A curious note: Emil, Gauguin's first son, and I are born on the same date. Different years though ...

Sunday, July 20, 2008

Deadline in Athens

Deadline in Athens is the most recent book by the famous Greek mystery author Petros Markaris. This is part of my "summer transcultural mystery reading." As pointed out in the interview by the Italian translator of the book, the text is fairly filigreed and difficult to render in a different language. The English translator, David Connolly, does a great job of matching the expression of Markaris with its proper English equivalent (or so it sounds). Inspector Haritos is a realistic character with his down-to-earth desires, his mundane family life and problems. The mysteries in the novel proliferate at an incredible speed as life in modern Athens implores.
More... later.

Wednesday, July 16, 2008

Netherland: A Post-9/11-Novel

The Slate's Book Club is discussing Joseph O'Neill's Netherland. The main question is what is a post-9/11-novel? Isn't every novel that is published today a post-9/11-novel? How do we define a novel of that type? Life leading to 9/11 or life after 9/11?

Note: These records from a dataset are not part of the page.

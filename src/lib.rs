//! session-monitor: reactive session state for AI coding agent dashboards

pub mod error;
mod session;
mod status;

pub use error::{Error, Result};
pub use session::*;
pub use status::*;

pub mod bridge;
pub mod demo;
pub mod demo_mode;
pub mod display;
pub mod ipc;
pub mod preferences;
pub mod provider;
pub mod random;
pub mod server;
pub mod signal;
pub mod simulation;
pub mod store;
pub mod views;

pub use provider::{SessionProvider, StatusMessages};
pub use store::SessionStore;
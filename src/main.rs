//! session-monitor: dashboard engine for AI coding agent sessions
//!
//! Receives session pushes over a Unix socket, or simulates activity in demo
//! mode, and prints the priority-sorted dashboard on every change.

use clap::{Parser, ValueEnum};
use session_monitor::bridge::UpdateEvent;
use session_monitor::demo::DemoProvider;
use session_monitor::demo_mode::DemoMode;
use session_monitor::display::render_dashboard;
use session_monitor::preferences::{
    CustomNames, JsonFileStore, MemoryStore, PreferenceStore, load_demo_flag, save_custom_name,
    save_demo_flag,
};
use session_monitor::simulation::{DEFAULT_INTERVAL, Simulation};
use session_monitor::{SessionStore, ipc, server};
use std::io::Write;
use std::path::{Path, PathBuf};
use std::process::ExitCode;
use std::sync::Arc;
use std::time::Duration;
use tracing::{info, warn};
use tracing_subscriber::{EnvFilter, fmt};

#[derive(Parser)]
#[command(name = "session-monitor", about = "Session monitor for AI coding agents")]
struct Cli {
    /// Increase verbosity (-v info, -vv debug, -vvv trace)
    #[arg(short, long, action = clap::ArgAction::Count)]
    verbose: u8,

    /// Demo simulation tick interval in milliseconds
    #[arg(
        long,
        default_value_t = DEFAULT_INTERVAL.as_millis() as u64,
        value_parser = clap::value_parser!(u64).range(1..)
    )]
    interval_ms: u64,

    /// Dashboard width in columns
    #[arg(long, default_value_t = 100)]
    width: usize,

    #[command(subcommand)]
    command: Option<Command>,
}

#[derive(clap::Subcommand)]
enum Command {
    /// Show or change the persisted demo-mode preference.
    ///
    /// A running monitor picks the change up on its next start.
    Demo {
        #[arg(value_enum)]
        action: DemoAction,
    },
    /// Send an update event to a running monitor
    Push {
        /// JSON file holding one event, or `-` for stdin
        file: PathBuf,
    },
    /// Show or set a session's display name; an empty name clears it
    Name {
        session_id: String,
        name: Option<String>,
    },
}

#[derive(Debug, Clone, Copy, PartialEq, Eq, ValueEnum)]
enum DemoAction {
    On,
    Off,
    Status,
}

fn init_tracing(verbose: u8) {
    let default_level = match verbose {
        0 => "warn",
        1 => "info",
        2 => "debug",
        _ => "trace",
    };
    let filter = EnvFilter::try_from_env("SESSION_MONITOR_LOG")
        .unwrap_or_else(|_| EnvFilter::new(default_level));
    fmt()
        .with_env_filter(filter)
        .with_target(false)
        .with_writer(std::io::stderr)
        .init();
}

fn open_preferences() -> Option<JsonFileStore> {
    match JsonFileStore::open_default() {
        Ok(store) => Some(store),
        Err(e) => {
            eprintln!("error: {e}");
            None
        }
    }
}

fn demo_status_line(enabled: bool, changed: bool) -> String {
    let state = if enabled { "on" } else { "off" };
    if changed {
        format!("demo mode: {state} (applies when the monitor next starts)")
    } else {
        format!("demo mode: {state}")
    }
}

fn run_demo_command(action: DemoAction) -> ExitCode {
    let Some(store) = open_preferences() else {
        return ExitCode::FAILURE;
    };

    let before = load_demo_flag(&store);
    match action {
        DemoAction::On => save_demo_flag(&store, true),
        DemoAction::Off => save_demo_flag(&store, false),
        DemoAction::Status => {}
    }
    let after = load_demo_flag(&store);
    println!("{}", demo_status_line(after, before != after));
    ExitCode::SUCCESS
}

fn run_name_command(session_id: &str, name: Option<&str>) -> ExitCode {
    let Some(store) = open_preferences() else {
        return ExitCode::FAILURE;
    };

    if let Some(name) = name {
        save_custom_name(&store, session_id, name);
    }
    match CustomNames::load(&store).get(session_id) {
        Some(name) => println!("{session_id}: {name}"),
        None => println!("{session_id}: (no custom name)"),
    }
    ExitCode::SUCCESS
}

async fn push(file: &Path) -> session_monitor::Result<()> {
    let contents = if file == Path::new("-") {
        std::io::read_to_string(std::io::stdin())?
    } else {
        std::fs::read_to_string(file)?
    };
    let event: UpdateEvent = serde_json::from_str(&contents)?;
    ipc::send_event(&ipc::socket_path(), &event).await
}

async fn run_monitor(interval: Duration, width: usize) {
    let store = SessionStore::new();

    let file_store = match JsonFileStore::open_default() {
        Ok(preferences) => Some(preferences),
        Err(e) => {
            warn!("Preferences unavailable, demo mode will not persist: {}", e);
            None
        }
    };
    let preferences: Box<dyn PreferenceStore> = match file_store.clone() {
        Some(preferences) => Box::new(preferences),
        None => Box::new(MemoryStore::new()),
    };
    let simulation =
        Simulation::new(store.clone(), Arc::new(DemoProvider::new())).with_interval(interval);
    let mut demo = DemoMode::new(simulation, preferences);

    // Names are reread on every render so `session-monitor name` applies live
    let _dashboard = store.subscribe(move |sessions| {
        let names = file_store
            .as_ref()
            .map(|store| CustomNames::load(store))
            .unwrap_or_default();
        let mut stdout = std::io::stdout().lock();
        let _ = writeln!(stdout, "{}", render_dashboard(sessions, &names, width));
    });

    if demo.load_if_active() {
        info!("demo mode active, simulating sessions");
    }

    // Keep serving the simulation even if the socket cannot be bound
    let server = tokio::spawn(server::start(store.clone()));
    if let Err(e) = tokio::signal::ctrl_c().await {
        warn!("Failed to listen for ctrl-c: {}", e);
    }
    info!("shutting down");
    server.abort();
    drop(demo);
}

fn main() -> ExitCode {
    let cli = Cli::parse();
    init_tracing(cli.verbose);

    match &cli.command {
        Some(Command::Demo { action }) => return run_demo_command(*action),
        Some(Command::Name { session_id, name }) => {
            return run_name_command(session_id, name.as_deref());
        }
        _ => {}
    }

    // Single-threaded runtime: ticks and pushes run to completion one at a time
    let runtime = match tokio::runtime::Builder::new_current_thread()
        .enable_all()
        .build()
    {
        Ok(runtime) => runtime,
        Err(e) => {
            eprintln!("error: failed to create tokio runtime: {e}");
            return ExitCode::FAILURE;
        }
    };

    match cli.command {
        Some(Command::Push { file }) => match runtime.block_on(push(&file)) {
            Ok(()) => ExitCode::SUCCESS,
            Err(e) => {
                eprintln!("error: {e}");
                ExitCode::FAILURE
            }
        },
        Some(Command::Demo { .. } | Command::Name { .. }) => ExitCode::SUCCESS,
        None => {
            runtime.block_on(run_monitor(
                Duration::from_millis(cli.interval_ms),
                cli.width,
            ));
            ExitCode::SUCCESS
        }
    }
}
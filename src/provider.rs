//! Data provider interface consumed by the simulation
//!
//! A provider seeds the store with an initial session set and supplies the
//! two tables the simulation samples from: per-session status messages and
//! weighted status transitions.

use crate::{Conversation, Session, SessionStatus, TransitionTable};
use std::collections::HashMap;

/// Per-session, per-status text used as `latest_message` after a transition
#[derive(Debug, Clone, Default)]
pub struct StatusMessages {
    by_session: HashMap<String, HashMap<SessionStatus, String>>,
}

impl StatusMessages {
    pub fn new() -> Self {
        Self::default()
    }

    pub fn insert(
        &mut self,
        session_id: impl Into<String>,
        status: SessionStatus,
        message: impl Into<String>,
    ) {
        self.by_session
            .entry(session_id.into())
            .or_default()
            .insert(status, message.into());
    }

    /// Builder form of `insert` for a whole session table
    pub fn with_session<I, M>(mut self, session_id: &str, entries: I) -> Self
    where
        I: IntoIterator<Item = (SessionStatus, M)>,
        M: Into<String>,
    {
        for (status, message) in entries {
            self.insert(session_id, status, message);
        }
        self
    }

    /// Message registered for this pair.
    ///
    /// A session with no table and a table without this status both yield
    /// `None`; callers keep the prior message in either case.
    pub fn lookup(&self, session_id: &str, status: SessionStatus) -> Option<&str> {
        self.by_session
            .get(session_id)
            .and_then(|table| table.get(&status))
            .map(String::as_str)
    }
}

/// Source of seed sessions, message and transition tables
pub trait SessionProvider: Send + Sync {
    /// Fresh session set; timestamps may be relative to the call time
    fn initial_sessions(&self) -> Vec<Session>;

    fn status_messages(&self) -> &StatusMessages;

    fn transitions(&self) -> &TransitionTable;

    /// Transcript for an expanded session, if the provider has one
    fn conversation(&self, _session_id: &str) -> Option<Conversation> {
        None
    }
}

/// Provider over fixed values
#[derive(Debug, Clone, Default)]
pub struct StaticProvider {
    pub sessions: Vec<Session>,
    pub messages: StatusMessages,
    pub transitions: TransitionTable,
    pub conversations: HashMap<String, Conversation>,
}

impl StaticProvider {
    pub fn new(sessions: Vec<Session>) -> Self {
        Self {
            sessions,
            ..Self::default()
        }
    }

    pub fn with_messages(mut self, messages: StatusMessages) -> Self {
        self.messages = messages;
        self
    }

    pub fn with_transitions(mut self, transitions: TransitionTable) -> Self {
        self.transitions = transitions;
        self
    }

    pub fn with_conversation(mut self, conversation: Conversation) -> Self {
        self.conversations
            .insert(conversation.session_id.clone(), conversation);
        self
    }
}

impl SessionProvider for StaticProvider {
    fn initial_sessions(&self) -> Vec<Session> {
        self.sessions.clone()
    }

    fn status_messages(&self) -> &StatusMessages {
        &self.messages
    }

    fn transitions(&self) -> &TransitionTable {
        &self.transitions
    }

    fn conversation(&self, session_id: &str) -> Option<Conversation> {
        self.conversations.get(session_id).cloned()
    }
}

"Interfused with the psychological reality of this marriage and its deterioration."
"This is a novel that goes way beyond 9/11."
"You know how the book ends by the way it begins."
"... sort of Prustian reverie..."
"It begins in the present and moves back. It has this kind of beautiful (associate of) movement of circling; it reminded me of skaters doing loops... over and over, of circling around, going back..."

The Guardian's review

Sunday, July 13, 2008

Silenzi Vietati

Silenzi Vietati e' il nuovo libro di Francesco Ceccamea.

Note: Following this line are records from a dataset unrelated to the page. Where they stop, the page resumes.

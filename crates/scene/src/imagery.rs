use crate::tiling::{MAX_LEVEL, Rectangle, TileCoord, TilingScheme};

/// Source of raster tiles for an [`ImageryLayer`].
pub trait ImageryProvider: std::fmt::Debug {
    /// Request URL for one tile.
    fn tile_url(&self, tile: TileCoord) -> String;

    fn tiling_scheme(&self) -> TilingScheme {
        TilingScheme::Geographic
    }

    fn rectangle(&self) -> Rectangle {
        Rectangle::MAX
    }

    fn minimum_level(&self) -> u8 {
        0
    }

    fn maximum_level(&self) -> Option<u8> {
        None
    }
}

/// Handle to an attached layer. Never reused within one collection, so it
/// doubles as the layer's object identity.
#[derive(Debug, Copy, Clone, PartialEq, Eq, PartialOrd, Ord, Hash)]
pub struct ImageryLayerId(u64);

#[derive(Debug)]
pub struct ImageryLayer {
    id: ImageryLayerId,
    provider: Box<dyn ImageryProvider>,
    pub alpha: f32,
    pub show: bool,
}

impl ImageryLayer {
    pub fn id(&self) -> ImageryLayerId {
        self.id
    }

    pub fn provider(&self) -> &dyn ImageryProvider {
        self.provider.as_ref()
    }

    /// Tile requests needed to cover `view` at level `z`, honoring the
    /// provider's level range and rectangle. Nothing past [`MAX_LEVEL`].
    pub fn tile_requests(&self, z: u8, view: &Rectangle) -> Vec<String> {
        let p = self.provider.as_ref();
        if !self.show
            || z > MAX_LEVEL
            || z < p.minimum_level()
            || p.maximum_level().is_some_and(|max| z > max)
        {
            return Vec::new();
        }
        let bounds = p.rectangle();
        if !bounds.intersects(view) {
            return Vec::new();
        }
        let clipped = Rectangle::from_degrees(
            view.west.max(bounds.west),
            view.south.max(bounds.south),
            view.east.min(bounds.east),
            view.north.min(bounds.north),
        );
        p.tiling_scheme()
            .tiles_in_rectangle(z, &clipped)
            .into_iter()
            .map(|t| p.tile_url(t))
            .collect()
    }
}

/// Ordered stack of imagery layers; later layers draw on top.
#[derive(Debug, Default)]
pub struct ImageryLayerCollection {
    next_id: u64,
    layers: Vec<ImageryLayer>,
}

impl ImageryLayerCollection {
    pub fn new() -> Self {
        Self::default()
    }

    pub fn add_imagery_provider(&mut self, provider: Box<dyn ImageryProvider>) -> ImageryLayerId {
        let id = ImageryLayerId(self.next_id);
        self.next_id += 1;
        self.layers.push(ImageryLayer {
            id,
            provider,
            alpha: 1.0,
            show: true,
        });
        id
    }

    /// Returns `true` if the layer was attached.
    pub fn remove(&mut self, id: ImageryLayerId) -> bool {
        let before = self.layers.len();
        self.layers.retain(|l| l.id != id);
        self.layers.len() != before
    }

    pub fn contains(&self, id: ImageryLayerId) -> bool {
        self.layers.iter().any(|l| l.id == id)
    }

    pub fn get(&self, id: ImageryLayerId) -> Option<&ImageryLayer> {
        self.layers.iter().find(|l| l.id == id)
    }

    pub fn get_mut(&mut self, id: ImageryLayerId) -> Option<&mut ImageryLayer> {
        self.layers.iter_mut().find(|l| l.id == id)
    }

    pub fn iter(&self) -> impl Iterator<Item = &ImageryLayer> {
        self.layers.iter()
    }

    pub fn ids(&self) -> Vec<ImageryLayerId> {
        self.layers.iter().map(|l| l.id).collect()
    }

    pub fn len(&self) -> usize {
        self.layers.len()
    }

    pub fn is_empty(&self) -> bool {
        self.layers.is_empty()
    }

    pub fn remove_all(&mut self) {
        self.layers.clear();
    }
}

#[cfg(test)]
mod tests {
    use super::{ImageryLayerCollection, ImageryProvider};
    use crate::tiling::{Rectangle, TileCoord};

    #[derive(Debug)]
    struct Fixed(&'static str);

    impl ImageryProvider for Fixed {
        fn tile_url(&self, tile: TileCoord) -> String {
            format!("{}/{}/{}/{}", self.0, tile.z, tile.x, tile.y)
        }

        fn rectangle(&self) -> Rectangle {
            Rectangle::from_degrees(120.0, 30.0, 138.0, 45.0)
        }

        fn minimum_level(&self) -> u8 {
            2
        }
    }

    #[test]
    fn ids_are_unique_and_ordered() {
        let mut layers = ImageryLayerCollection::new();
        let a = layers.add_imagery_provider(Box::new(Fixed("a")));
        let b = layers.add_imagery_provider(Box::new(Fixed("b")));
        assert_ne!(a, b);
        assert_eq!(layers.ids(), vec![a, b]);

        assert!(layers.remove(a));
        assert!(!layers.remove(a));
        let c = layers.add_imagery_provider(Box::new(Fixed("c")));
        assert_ne!(c, a);
        assert_eq!(layers.ids(), vec![b, c]);
    }

    #[test]
    fn tile_requests_respect_level_and_rectangle() {
        let mut layers = ImageryLayerCollection::new();
        let id = layers.add_imagery_provider(Box::new(Fixed("t")));
        let layer = layers.get(id).expect("layer");

        assert!(layer.tile_requests(1, &Rectangle::MAX).is_empty());
        let outside = Rectangle::from_degrees(-10.0, -10.0, 10.0, 10.0);
        assert!(layer.tile_requests(4, &outside).is_empty());

        assert!(layer.tile_requests(31, &Rectangle::MAX).is_empty());
        assert!(layer.tile_requests(u8::MAX, &Rectangle::MAX).is_empty());

        let urls = layer.tile_requests(4, &Rectangle::MAX);
        assert!(!urls.is_empty());
        assert!(urls.iter().all(|u| u.starts_with("t/4/")));
    }
}
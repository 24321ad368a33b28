//! The dashboard's application state.
//!
//! Each field has one writer: the methods below. Every mutation that can
//! move the active date, tab or species ends in [`AppState::derive`], which
//! rebuilds the time-step list and retags the overlays at most once.

use api::query::{MaxPointQuery, ReanalysisQuery, Sea};
use api::state::QueryState;
use api::types::{FishInfo, Reanalysis};
use chrono::NaiveDate;
use foundation::geo::LonLat;
use foundation::time::Time;
use globe::overlay::{Overlay, OverlayRegistry};
use globe::zoom;
use layers::LayerKind;
use layers::symbology::{LegendRamp, legend};
use layers::wms::{ImageryLayerDescriptor, make_layer};
use serde::{Deserialize, Serialize};

use crate::config::DashboardConfig;
use crate::player::{PlayState, TimeStepPlayer};
use crate::time_steps::{compact, time_steps};
use crate::toolbar::{Tool, tool};

#[derive(Debug, Copy, Clone, PartialEq, Eq, Serialize, Deserialize)]
#[serde(rename_all = "camelCase")]
pub enum Tab {
    DailyFish,
    Reanalysis,
}

/// What a derivation pass changed.
#[derive(Debug, Copy, Clone, Default, PartialEq, Eq)]
pub struct Derivation {
    pub steps_changed: bool,
    pub retagged: bool,
}

/// Serializable view handed to the page.
#[derive(Debug, Clone, PartialEq, Serialize)]
#[serde(rename_all = "camelCase")]
pub struct Snapshot<'a> {
    pub tab: Tab,
    pub species: &'a str,
    pub analys_date: &'a str,
    pub sea: Sea,
    pub time_steps: &'a [String],
    pub index: usize,
    pub hover: Option<usize>,
    pub play_state: PlayState,
    pub progress: f64,
    pub hover_progress: Option<f64>,
    pub zoom_percent: f64,
    pub selected_layers: &'a [LayerKind],
    pub currents: bool,
    pub legend_visible: bool,
    pub last_selected: &'a str,
    pub overlays: &'a [Overlay],
}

I listened to an interview with the young author in Fahrrenheit - il libro del giorno on Radio 3. It was interesting to hear how a writer who is comparatively young and new decided that fictional characters don't work for his writing and sticks with the real stories of his life. Apparently Silenzi Vietati tells a story of a complicated relationship in a family, or more so - gets its fleshy stories from the family of Francesco Ceccamea. He started writing this book after he wrote an email to the famous critic Massimo Onofri and received as a response from him an encouragement to use this email as the first chapter of his future book. It is intriguing enough that Onofri published recently a book with the name Sensi vietati. When Ceccamea's mother was listening to the news on the radio, she decided that Onofri, her son's university professor, stole the title from him. She had obviously misheard the first word of the title.

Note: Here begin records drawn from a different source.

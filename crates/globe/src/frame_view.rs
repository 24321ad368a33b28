//! Per-frame draw list for the page's globe renderer: where the camera is,
//! which tiles each imagery layer needs, and every marker and current trail
//! with its colours. The page diffs entities by id.

use std::f64::consts::PI;

use foundation::geo::LonLat;
use foundation::math::{Ecef, Vec2, Vec3, WGS84_A, ecef_to_geodetic};
use layers::streamline::trail_alpha;
use scene::camera::Camera;
use scene::imagery::ImageryLayer;
use scene::tiling::{MAX_LEVEL, Rectangle};
use scene::viewer::Scene;
use serde::Serialize;

/// Tile edge the level choice assumes.
pub const TILE_SIZE_PX: f64 = 256.0;
/// A layer drops to coarser levels until its request list fits.
pub const MAX_TILES_PER_LAYER: usize = 64;
/// Pick samples per viewport axis when estimating the visible area.
const VIEW_SAMPLES: usize = 9;

#[derive(Debug, Clone, PartialEq, Serialize)]
#[serde(rename_all = "camelCase")]
pub struct CameraView {
    pub lon: f64,
    pub lat: f64,
    pub height_m: f64,
    pub position: [f64; 3],
    pub direction: [f64; 3],
    pub up: [f64; 3],
    pub fov_y_deg: f64,
}

impl CameraView {
    pub fn of(camera: &Camera) -> Self {
        let geo = camera.position_geodetic();
        Self {
            lon: geo.lon_deg(),
            lat: geo.lat_deg(),
            height_m: geo.alt_m,
            position: xyz(camera.position),
            direction: xyz(camera.direction),
            up: xyz(camera.up),
            fov_y_deg: camera.fov_y_rad.to_degrees(),
        }
    }
}

/// Tiles for one imagery layer, in draw order.
#[derive(Debug, Clone, PartialEq, Serialize)]
#[serde(rename_all = "camelCase")]
pub struct LayerTiles {
    pub level: u8,
    pub alpha: f32,
    pub urls: Vec<String>,
}

#[derive(Debug, Clone, PartialEq, Serialize)]
#[serde(rename_all = "camelCase")]
pub struct MarkerView {
    pub id: String,
    pub lon: f64,
    pub lat: f64,
    pub pixel_size: f64,
    pub color: String,
    pub outline_color: String,
    pub outline_width: f64,
}

/// A current line with the opacity of each vertex at this frame's time.
#[derive(Debug, Clone, PartialEq, Serialize)]
#[serde(rename_all = "camelCase")]
pub struct TrailView {
    pub id: String,
    pub positions: Vec<[f64; 2]>,
    pub width: f64,
    pub color: String,
    pub alphas: Vec<f64>,
}

#[derive(Debug, Clone, PartialEq, Serialize)]
#[serde(rename_all = "camelCase")]
pub struct FrameView {
    pub time_s: f64,
    pub camera: CameraView,
    pub layers: Vec<LayerTiles>,
    pub markers: Vec<MarkerView>,
    pub trails: Vec<TrailView>,
}

impl FrameView {
    pub fn of(scene: &Scene) -> Self {
        let view = view_rectangle(scene);
        let level = tile_level(&scene.camera);
        let layers = scene
            .imagery_layers
            .iter()
            .filter(|layer| layer.show)
            .map(|layer| layer_tiles(layer, level, view.as_ref()))
            .collect();

        let time_s = scene.frame.time.seconds();
        let mut markers = Vec::new();
        let mut trails = Vec::new();
        for entity in scene.entities.values() {
            if let (Some(point), Some(position)) = (entity.point, entity.position) {
                let at = lon_lat(position);
                markers.push(MarkerView {
                    id: entity.id.clone(),
                    lon: at.lon,
                    lat: at.lat,
                    pixel_size: point.pixel_size,
                    color: point.color.to_css(),
                    outline_color: point.outline_color.to_css(),
                    outline_width: point.outline_width,
                });
            }
            if let Some(line) = &entity.polyline {
                let last = line.positions.len().saturating_sub(1).max(1) as f64;
                trails.push(TrailView {
                    id: entity.id.clone(),
                    positions: line
                        .positions
                        .iter()
                        .map(|p| {
                            let at = lon_lat(*p);
                            [at.lon, at.lat]
                        })
                        .collect(),
                    width: line.width,
                    color: line.material.color.to_css(),
                    alphas: (0..line.positions.len())
                        .map(|i| trail_alpha(&line.material, i as f64 / last, time_s))
                        .collect(),
                });
            }
        }

        Self {
            time_s,
            camera: CameraView::of(&scene.camera),
            layers,
            markers,
            trails,
        }
    }
}

/// Level whose tiles are roughly [`TILE_SIZE_PX`] on screen at the centre
/// of the view.
pub fn tile_level(camera: &Camera) -> u8 {
    let metres_per_px =
        2.0 * camera.height().max(1.0) * (0.5 * camera.fov_y_rad).tan() / camera.viewport().y;
    let level = (2.0 * PI * WGS84_A / (TILE_SIZE_PX * metres_per_px)).log2().floor();
    if level.is_nan() || level < 0.0 {
        0
    } else {
        (level as u8).min(MAX_LEVEL)
    }
}

/// Bounding box of the globe points under a grid of window samples, or
/// `None` when the globe is off screen. A box wider than half the world
/// becomes full width.
pub fn view_rectangle(scene: &Scene) -> Option<Rectangle> {
    let size = scene.camera.viewport();
    let step = |extent: f64, i: usize| extent * i as f64 / (VIEW_SAMPLES - 1) as f64;
    let mut bounds: Option<Rectangle> = None;
    for row in 0..VIEW_SAMPLES {
        for col in 0..VIEW_SAMPLES {
            let pixel = Vec2::new(step(size.x, col), step(size.y, row));
            let Some(ray) = scene.camera.pick_ray(pixel) else {
                continue;
            };
            let Some(hit) = scene.globe.pick_geodetic(&ray) else {
                continue;
            };
            let (lon, lat) = (hit.lon_deg(), hit.lat_deg());
            bounds = Some(match bounds {
                None => Rectangle::from_degrees(lon, lat, lon, lat),
                Some(r) => Rectangle::from_degrees(
                    r.west.min(lon),
                    r.south.min(lat),
                    r.east.max(lon),
                    r.north.max(lat),
                ),
            });
        }
    }
    bounds.map(|r| {
        if r.east - r.west > 180.0 {
            Rectangle::from_degrees(-180.0, r.south, 180.0, r.north)
        } else {
            r
        }
    })
}

fn layer_tiles(layer: &ImageryLayer, level: u8, view: Option<&Rectangle>) -> LayerTiles {
    let provider = layer.provider();
    let min = provider.minimum_level();
    let max = provider.maximum_level().unwrap_or(MAX_LEVEL).max(min);
    let mut z = level.clamp(min, max);
    let urls = match view {
        None => Vec::new(),
        Some(view) => loop {
            let urls = layer.tile_requests(z, view);
            if urls.len() <= MAX_TILES_PER_LAYER || z == min {
                break urls;
            }
            z -= 1;
        },
    };
    LayerTiles {
        level: z,
        alpha: layer.alpha,
        urls,
    }
}

fn lon_lat(p: Vec3) -> LonLat {
    LonLat::from_geodetic(ecef_to_geodetic(Ecef::from(p)))
}

fn xyz(v: Vec3) -> [f64; 3] {
    [v.x, v.y, v.z]
}

#[cfg(test)]
mod tests {
    use super::{FrameView, MAX_TILES_PER_LAYER, tile_level, view_rectangle};
    use foundation::math::Geodetic;
    use scene::camera::Camera;
    use scene::viewer::Scene;

    fn scene_at(height_m: f64) -> Scene {
        let mut scene = Scene::new(800.0, 600.0);
        scene
            .camera
            .set_view(Geodetic::from_degrees(126.43916, 37.4625, height_m));
        scene
    }

    #[test]
    fn level_grows_as_the_camera_descends() {
        let mut camera = Camera::new(800.0, 600.0);
        camera.set_view(Geodetic::from_degrees(126.0, 37.0, 2_000_000.0));
        assert_eq!(tile_level(&camera), 5);
        camera.set_height(200_000.0);
        assert_eq!(tile_level(&camera), 8);
        camera.set_height(1e9);
        assert_eq!(tile_level(&camera), 0);
    }

    #[test]
    fn view_rectangle_covers_the_centre() {
        let scene = scene_at(2_000_000.0);
        let r = view_rectangle(&scene).expect("globe in view");
        assert!(r.contains(126.43916, 37.4625));
        assert!(r.east - r.west < 60.0);
    }

    #[test]
    fn empty_scene_lists_only_the_camera() {
        let view = FrameView::of(&scene_at(2_000_000.0));
        assert!((view.camera.lon - 126.43916).abs() < 1e-9);
        assert!((view.camera.height_m - 2_000_000.0).abs() < 1e-3);
        assert!(view.layers.is_empty() && view.markers.is_empty() && view.trails.is_empty());
        assert!(MAX_TILES_PER_LAYER > 0);
    }

    #[test]
    fn serializes_with_camel_case_keys() {
        let view = FrameView::of(&scene_at(2_000_000.0));
        let json = serde_json::to_value(&view).expect("json");
        assert_eq!(json["timeS"], serde_json::json!(0.0));
        assert!(json["camera"]["heightM"].is_number());
        assert!(json["camera"]["fovYDeg"].is_number());
        assert_eq!(json["camera"]["position"].as_array().map(Vec::len), Some(3));
        assert!(json["layers"].as_array().is_some_and(Vec::is_empty));
    }
}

Franscesco Ceccamea's Blog

Se qualcuno mi potrebbe spedire una copia di questo libro, pagerei volentieri il prezzo doppiato e anche potrei spedire libri dagli Stati Uniti.
Contatto: kotzeva CHIOCCIOLA

Thursday, July 10, 2008

Rushdie wins Best of Booker Prize

Midnight's Children won the Best of Booker Prize. My favorite Coetzee's book Disgrace was nominated as well. BBC: Peter Carey, Pat Barker, JM Coetzee, Nadine Gordimer and JG Farrell were also shortlisted for the prize.
BBC News

Wednesday, July 9, 2008

Šest miliard Amerik

Šest miliard Amerik is Iva Pekárková's guide to life in the US. Being a fan of Pekárková, I expected a lot more from this account of her ten-year stay in the United States. When I ordered the book through the Interlibrary loan I had no idea that the only copy available was in the catalog of the National Library of the Czech Republic.

Šest miliard Amerik arrived to America about three weeks after I placed the order. According to my librarian friend Allan, it is amazing that the Czechs trust the Americans and send their books overseas since there is no way for recourse if anything happens with the book.

My disappointment with the book has little to do with Pekárková's skill to enchant the reader with stories from a far-away land. On the contrary, the text reveals her skill to write for a specific audience and about a specific place - a talent that shines through in all of her previous works. Šest miliard Amerik is tailored for the Czech reader who is interested in learning about different aspects of life in America. It is written with Pekárková's recognition of the Czech-ness: things are explained in Czech language and through Czech concepts. Pekárková's style is sincere, revealing, at points journalistic, and also educational. There are numerous footnotes on the different terms that are part of the popular culture; some have made it into colloquial Czech language. The curious reader will learn about the drinking laws, driving habits, eating in the new world through the author's critical eye.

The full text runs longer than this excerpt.